Within the data beneath, some lines may hold the word "FetchFailure". Give the number of those lines and nothing else.
─── TASK MATERIAL
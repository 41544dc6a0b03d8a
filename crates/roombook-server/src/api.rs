//! HTTP API.
//!
//! | Route | Handler |
//! |-------|---------|
//! | `GET /health` | [`health`] |
//! | `GET /status` | [`status`] |
//! | `GET /rooms` | [`list_rooms`] |
//! | `GET /rooms/{id}` | [`get_room`] |
//! | `POST /rooms/{id}/refresh` | [`refresh_room`] |
//! | `GET /bookings/availability` | [`availability`] |
//! | `GET /bookings/my` | [`my_bookings`] |
//! | `GET /bookings/{id}` | [`get_booking`] |
//!
//! Everything except `/health` needs `Authorization: Bearer <token>`.

use std::sync::Arc;
use std::time::Instant;

use axum::extract::rejection::QueryRejection;
use axum::extract::{FromRequestParts, Path, Query, State};
use axum::http::request::Parts;
use axum::http::{StatusCode, header};
use axum::response::{IntoResponse, Response};
use axum::routing::{get, post};
use axum::{Json, Router};
use chrono::Utc;
use roombook_protocol::{
    AvailabilityQuery, AvailabilityResponse, BookingSource, BookingView, ErrorCode,
    ErrorResponse, HealthResponse, MyBookingsQuery, MyBookingsResponse, ProtocolError, RoomView,
    StatusInfo,
};
use roombook_providers::{UpstreamError, UpstreamErrorCode};
use serde::Deserialize;
use tracing::{debug, instrument, warn};

use crate::aggregator::{AvailabilityService, FetchFailure, to_response, upstream_code};
use crate::auth::{AuthError, Identity, IdentityVerifier, bearer_token};
use crate::bookings::{exchange_booking, exchange_bookings_of, my_uni_bookings};
use crate::my_uni::{MyUniClient, MyUniError};

/// Shared application state.
pub struct AppState {
    pub service: AvailabilityService,
    pub verifier: Arc<dyn IdentityVerifier>,
    /// Read-only My University client, when configured.
    pub my_uni: Option<MyUniClient>,
    pub started_at: Instant,
}

pub type SharedState = Arc<AppState>;

impl AppState {
    pub fn new(service: AvailabilityService, verifier: Arc<dyn IdentityVerifier>) -> SharedState {
        Self::with_my_uni(service, verifier, None)
    }

    pub fn with_my_uni(
        service: AvailabilityService,
        verifier: Arc<dyn IdentityVerifier>,
        my_uni: Option<MyUniClient>,
    ) -> SharedState {
        Arc::new(Self {
            service,
            verifier,
            my_uni,
            started_at: Instant::now(),
        })
    }
}

/// Builds the router with all endpoints.
pub fn router(state: SharedState) -> Router {
    Router::new()
        .route("/health", get(health))
        .route("/status", get(status))
        .route("/rooms", get(list_rooms))
        .route("/rooms/{id}", get(get_room))
        .route("/rooms/{id}/refresh", post(refresh_room))
        .route("/bookings/availability", get(availability))
        .route("/bookings/my", get(my_bookings))
        .route("/bookings/{id}", get(get_booking))
        .with_state(state)
}

/// A request-level failure rendered as [`ErrorResponse`].
#[derive(Debug)]
pub struct ApiError {
    status: StatusCode,
    body: ErrorResponse,
}

impl ApiError {
    fn new(status: StatusCode, code: ErrorCode, message: impl Into<String>) -> Self {
        Self {
            status,
            body: ErrorResponse::new(code, message),
        }
    }

    fn room_not_found(id: &str) -> Self {
        Self::new(
            StatusCode::NOT_FOUND,
            ErrorCode::RoomNotFound,
            format!("no room with id '{id}'"),
        )
    }

    fn booking_not_found(id: &str) -> Self {
        Self::new(
            StatusCode::NOT_FOUND,
            ErrorCode::BookingNotFound,
            format!("no booking with id '{id}'"),
        )
    }

    fn upstream(err: &UpstreamError) -> Self {
        let status = match err.code() {
            UpstreamErrorCode::Unavailable => StatusCode::SERVICE_UNAVAILABLE,
            UpstreamErrorCode::Auth | UpstreamErrorCode::Malformed => StatusCode::BAD_GATEWAY,
        };
        Self::new(status, upstream_code(err), err.to_string())
    }
}

impl IntoResponse for ApiError {
    fn into_response(self) -> Response {
        (self.status, Json(self.body)).into_response()
    }
}

impl From<AuthError> for ApiError {
    fn from(err: AuthError) -> Self {
        match err {
            AuthError::Missing | AuthError::Rejected(_) => {
                Self::new(StatusCode::UNAUTHORIZED, ErrorCode::Unauthorized, err.to_string())
            }
            AuthError::Unavailable(_) => Self::new(
                StatusCode::SERVICE_UNAVAILABLE,
                ErrorCode::IdentityUnavailable,
                err.to_string(),
            ),
        }
    }
}

impl From<ProtocolError> for ApiError {
    fn from(err: ProtocolError) -> Self {
        Self {
            status: StatusCode::BAD_REQUEST,
            body: err.into(),
        }
    }
}

impl From<QueryRejection> for ApiError {
    fn from(err: QueryRejection) -> Self {
        Self::new(
            StatusCode::BAD_REQUEST,
            ErrorCode::InvalidRequest,
            err.body_text(),
        )
    }
}

/// The verified caller of a request.
#[derive(Debug, Clone)]
pub struct Caller(pub Identity);

impl FromRequestParts<SharedState> for Caller {
    type Rejection = ApiError;

    async fn from_request_parts(
        parts: &mut Parts,
        state: &SharedState,
    ) -> Result<Self, Self::Rejection> {
        let header = parts
            .headers
            .get(header::AUTHORIZATION)
            .and_then(|v| v.to_str().ok());
        let token = bearer_token(header)?;
        match state.verifier.verify(token).await {
            Ok(identity) => Ok(Caller(identity)),
            Err(err) => {
                debug!(error = %err, path = %parts.uri.path(), "request not authorized");
                Err(err.into())
            }
        }
    }
}

#[derive(Debug, Default, Deserialize)]
pub struct RoomsQuery {
    #[serde(default)]
    pub include_red: bool,
}

/// `GET /health`
pub async fn health() -> Json<HealthResponse> {
    Json(HealthResponse::ok())
}

/// `GET /status`
pub async fn status(_caller: Caller, State(state): State<SharedState>) -> Json<StatusInfo> {
    Json(StatusInfo::new(
        state.started_at.elapsed().as_secs(),
        state.service.registry().len(),
        state.service.cache().stats(),
    ))
}

/// `GET /rooms`
///
/// Red rooms are listed with `include_red`, or when the caller is on their
/// access list.
pub async fn list_rooms(
    Caller(caller): Caller,
    State(state): State<SharedState>,
    query: Result<Query<RoomsQuery>, QueryRejection>,
) -> Result<Json<Vec<RoomView>>, ApiError> {
    let Query(query) = query?;
    let rooms = state
        .service
        .registry()
        .visible(query.include_red, caller.email.as_deref())
        .iter()
        .map(|room| RoomView::from(room.as_ref()))
        .collect();
    Ok(Json(rooms))
}

/// `GET /rooms/{id}`
pub async fn get_room(
    _caller: Caller,
    State(state): State<SharedState>,
    Path(id): Path<String>,
) -> Result<Json<RoomView>, ApiError> {
    state
        .service
        .registry()
        .get(&id)
        .map(|room| Json(RoomView::from(room.as_ref())))
        .ok_or_else(|| ApiError::room_not_found(&id))
}

/// `POST /rooms/{id}/refresh`
#[instrument(skip_all, fields(room_id = %id, caller = %caller.0.subject))]
pub async fn refresh_room(
    caller: Caller,
    State(state): State<SharedState>,
    Path(id): Path<String>,
) -> Result<StatusCode, ApiError> {
    if state.service.registry().get(&id).is_none() {
        return Err(ApiError::room_not_found(&id));
    }
    let removed = state.service.cache().invalidate(&id);
    debug!(removed, "room cache invalidated");
    Ok(StatusCode::NO_CONTENT)
}

/// `GET /bookings/availability`
#[instrument(skip_all, fields(caller = %caller.0.subject))]
pub async fn availability(
    caller: Caller,
    State(state): State<SharedState>,
    query: Result<Query<AvailabilityQuery>, QueryRejection>,
) -> Result<Json<AvailabilityResponse>, ApiError> {
    let Query(query) = query?;
    let selection = query.selection()?;
    let window = query.window(Utc::now())?;
    let room_ids = state
        .service
        .resolve_selection(&selection, caller.0.email.as_deref());

    let results = state.service.get_availability(&room_ids, &window).await;
    let response = to_response(window, results);
    if response.failed_count() > 0 {
        warn!(
            rooms = response.rooms.len(),
            failed = response.failed_count(),
            "availability answered with failed rooms"
        );
    }
    Ok(Json(response))
}

/// `GET /bookings/my`
///
/// Meetings in the service account's calendar that list the caller, plus
/// the caller's My University bookings. A source that fails is reported in
/// `errors` and the others are still answered.
#[instrument(skip_all, fields(caller = %caller.0.subject))]
pub async fn my_bookings(
    caller: Caller,
    State(state): State<SharedState>,
    query: Result<Query<MyBookingsQuery>, QueryRejection>,
) -> Result<Json<MyBookingsResponse>, ApiError> {
    let Query(query) = query?;
    let window = query.window(Utc::now())?;
    let Some(email) = caller.0.email.as_deref() else {
        return Err(ApiError::new(
            StatusCode::FORBIDDEN,
            ErrorCode::Forbidden,
            "only people have bookings; this token carries no email",
        ));
    };

    let registry = state.service.registry();
    let exchange = state.service.account_items(&window);
    let my_uni = async {
        match state.my_uni.as_ref() {
            Some(client) => Some(client.list_bookings(email).await),
            None => None,
        }
    };
    let (exchange, my_uni) = tokio::join!(exchange, my_uni);

    let mut response = MyBookingsResponse::new(window);
    match exchange {
        Ok(items) => {
            response = response.with_bookings(exchange_bookings_of(registry, &items, email));
        }
        Err(err) => {
            warn!(error = %err, "service account calendar unavailable");
            response =
                response.with_error(BookingSource::Exchange, upstream_code(&err), err.to_string());
        }
    }
    match my_uni {
        Some(Ok(bookings)) => {
            response = response.with_bookings(my_uni_bookings(registry, bookings, &window));
        }
        Some(Err(err)) => {
            warn!(error = %err, "my university bookings unavailable");
            response =
                response.with_error(BookingSource::MyUni, my_uni_code(&err), err.to_string());
        }
        None => {}
    }
    debug!(bookings = response.bookings.len(), "caller bookings listed");
    Ok(Json(response))
}

fn my_uni_code(err: &MyUniError) -> ErrorCode {
    match err {
        MyUniError::Unavailable(_) => ErrorCode::UpstreamUnavailable,
        MyUniError::Rejected(_) => ErrorCode::MyUniError,
        MyUniError::Malformed(_) => ErrorCode::UpstreamMalformed,
    }
}

/// `GET /bookings/{id}`
///
/// Takes either an id from an availability response or the Exchange item
/// id of a service-account meeting.
#[instrument(skip_all, fields(booking_id = %id, caller = %caller.0.subject))]
pub async fn get_booking(
    caller: Caller,
    State(state): State<SharedState>,
    Path(id): Path<String>,
) -> Result<Json<BookingView>, ApiError> {
    if roombook_core::Booking::parse_id(&id).is_some() {
        return match state.service.find_booking(&id, Utc::now()).await {
            Ok(Some(booking)) => Ok(Json(BookingView::from(&booking))),
            Ok(None) | Err(FetchFailure::RoomNotFound(_)) => Err(ApiError::booking_not_found(&id)),
            Err(FetchFailure::Upstream(err)) => Err(ApiError::upstream(&err)),
        };
    }

    match state.service.account_item(&id).await {
        Ok(Some(item)) => exchange_booking(state.service.registry(), &item)
            .map(|booking| Json(BookingView::from(booking)))
            .ok_or_else(|| ApiError::booking_not_found(&id)),
        Ok(None) => Err(ApiError::booking_not_found(&id)),
        Err(err) => {
            warn!(error = %err, "booking lookup failed");
            Err(ApiError::upstream(&err))
        }
    }
}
──────
TASK OUTPUT:
3